Peter Hamilton’s Google-bombing – Manipulating the PageRank Algorithm highlights a variety of adversarial information retrieval (IR) strategies — techniques used to manipulate information retrieval algorithms into prioritizing specific pages and documents. Specifically, it discusses the so-called “Google Bomb”, a set of such adversarial IR strategies targeted specifically towards Google’s PageRank algorithm. Here, Hamilton explains some basic Google Bomb strategies and provides speculation on the ways in which Google has adjusted PageRank to respond to these strategies.

As discussed in class, PageRank assigns pages different weights based primarily on two criteria —  how frequently they are linked to, and the weights of the pages that provide these links. Pages that are ranked highly by PageRank are linked to frequently, and by high-quality sources. Google Bombers manipulate PageRank by filling documents with a large number of common search terms and setting up large, heavily cross-referential groupings of these pages. In doing so, they artificially inflate the perceived quality of these pages, and in turn, the ranking assigned to them.

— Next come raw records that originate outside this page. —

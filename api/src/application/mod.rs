pub mod http;
pub mod user_context;
pub mod analyze_label;
pub mod get_analysis;
pub mod get_analysis_history;
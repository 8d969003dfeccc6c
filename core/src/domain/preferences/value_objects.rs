use serde::{Deserialize, Serialize};
use utoipa::ToSchema;

use crate::domain::preferences::entities::{AllergenSensitivity, MacroPreferences};

/// Partial update for a user's stored preferences. `None` fields are left
/// untouched.
#[derive(Debug, Clone, Default, Serialize, Deserialize, ToSchema)]
pub struct UpdatePreferencesInput {
    pub dietary_restrictions: Option<Vec<String>>,
    pub preferred_diets: Option<Vec<String>>,
    pub allergen_alerts: Option<Vec<String>>,
    pub allergen_sensitivity: Option<AllergenSensitivity>,
    pub health_goals: Option<Vec<String>>,
    pub macro_preferences: Option<MacroPreferences>,
    pub ingredients_to_avoid: Option<Vec<String>>,
    pub preferred_ingredients: Option<Vec<String>>,
    pub eco_conscious: Option<bool>,
}
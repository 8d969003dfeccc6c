use axum::{
    Json,
    http::StatusCode,
    response::{IntoResponse, Response},
};
use nutridecode_core::domain::common::entities::app_errors::CoreError;
use serde::Serialize;
use thiserror::Error;
use utoipa::ToSchema;

#[derive(Debug, Clone, Error)]
pub enum ApiError {
    #[error("{0}")]
    BadRequest(String),

    #[error("{0}")]
    Unauthorized(String),

    #[error("{0}")]
    NotFound(String),

    #[error("{0}")]
    Validation(String),

    #[error("{0}")]
    InternalServerError(String),
}

#[derive(Debug, Serialize, ToSchema)]
pub struct ApiErrorBody {
    pub error: String,
}

impl IntoResponse for ApiError {
    fn into_response(self) -> Response {
        let status = match &self {
            ApiError::BadRequest(_) | ApiError::Validation(_) => StatusCode::BAD_REQUEST,
            ApiError::Unauthorized(_) => StatusCode::UNAUTHORIZED,
            ApiError::NotFound(_) => StatusCode::NOT_FOUND,
            ApiError::InternalServerError(_) => StatusCode::INTERNAL_SERVER_ERROR,
        };

        let body = ApiErrorBody {
            error: self.to_string(),
        };

        (status, Json(body)).into_response()
    }
}

impl From<CoreError> for ApiError {
    fn from(error: CoreError) -> Self {
        match error {
            CoreError::MissingLabelDocument => ApiError::BadRequest(error.to_string()),
            CoreError::Invalid(message) => ApiError::BadRequest(message),
            CoreError::NotFound => ApiError::NotFound("Resource not found".to_string()),
            CoreError::InternalServerError => {
                ApiError::InternalServerError("Internal server error".to_string())
            }
        }
    }
}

Of importance is the PageRank algorithm’s assumption that the text near to a given link is related to the content of that link. By identifying the terms that are commonly used when linking to a specific page, PageRank is able to assemble a list of queries that should point to this page. Google Bombers utilize this assumption to manipulate PageRank by filling each page in a grouping of interconnected spam pages with long strings of text unrelated to the content of the pages in the grouping. If done effectively, PageRank is manipulated into displaying these irrelevant pages when given a query related to these strings of text, instead of displaying relevant content.

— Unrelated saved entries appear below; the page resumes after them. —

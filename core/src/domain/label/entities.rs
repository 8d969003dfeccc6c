use serde::{Deserialize, Serialize};
use utoipa::ToSchema;

/// Structured extraction of a food package's printed information, as
/// produced by the external label-extraction service and normalized at the
/// parse boundary in [`crate::domain::label::schema`].
#[derive(Debug, Clone, PartialEq, Default, Serialize, Deserialize, ToSchema)]
pub struct FoodLabelRecord {
    pub product_name: String,
    pub ingredients: Ingredients,
    pub allergens: Allergens,
    pub nutritional_info: NutritionalInfo,
    pub health_claims: Vec<String>,
    pub packaging: Packaging,
}

#[derive(Debug, Clone, PartialEq, Default, Serialize, Deserialize, ToSchema)]
pub struct Ingredients {
    /// Ingredients in label disclosure order. Order is display-relevant and
    /// preserved end to end; scoring only looks at substring membership.
    pub list: Vec<String>,
    pub preservatives: Vec<String>,
    pub additives: Vec<String>,
    pub antioxidants: Vec<String>,
    pub stabilizers: Vec<String>,
}

#[derive(Debug, Clone, PartialEq, Default, Serialize, Deserialize, ToSchema)]
pub struct Allergens {
    pub declared: Vec<String>,
    pub may_contain: Vec<String>,
}

/// Canonical nutrition shape: a per-serving / per-100g pair, either side
/// optional. Flat records from older extraction revisions are normalized
/// into `per_100g` at the parse boundary.
#[derive(Debug, Clone, PartialEq, Default, Serialize, Deserialize, ToSchema)]
pub struct NutritionalInfo {
    pub per_serving: Option<NutritionFacts>,
    pub per_100g: Option<NutritionFacts>,
}

#[derive(Debug, Clone, PartialEq, Default, Serialize, Deserialize, ToSchema)]
pub struct NutritionFacts {
    pub calories: f64,
    pub protein: f64,
    pub carbs: f64,
    pub fats: Fats,
    pub sugar: f64,
    pub salt: f64,
    pub omega3: f64,
}

#[derive(Debug, Clone, PartialEq, Default, Serialize, Deserialize, ToSchema)]
pub struct Fats {
    pub total: f64,
    pub saturated: f64,
}

#[derive(Debug, Clone, PartialEq, Default, Serialize, Deserialize, ToSchema)]
pub struct Packaging {
    pub materials: Vec<String>,
    pub recycling_info: String,
    pub sustainability_claims: Vec<String>,
    pub certifications: Vec<String>,
}

impl NutritionalInfo {
    /// Per-serving facts when the label discloses them, per-100g otherwise.
    /// The scoring adjustments read through this accessor.
    pub fn effective(&self) -> Option<&NutritionFacts> {
        self.per_serving.as_ref().or(self.per_100g.as_ref())
    }
}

Hamilton explains that a first step toward thwarting the Google Bomb is to increase the rankings of pages that can be confirmed (or are at least more likely) to be reputable. Specifically, content hosted on websites with less easily accessible top-level domains (i.e. .edu or .gov websites) can be generally assumed to be more consistently reputable than that hosted on .com or .org domains. Another strategy for deterring the Google Bomb is to compare the terms used in linking and linked pages — if these differ drastically, it is likely that the link text manipulation strategy described above is in play. By reducing the ranking of sites that appear to utilize this strategy, a step is taken towards ensuring accurate search results.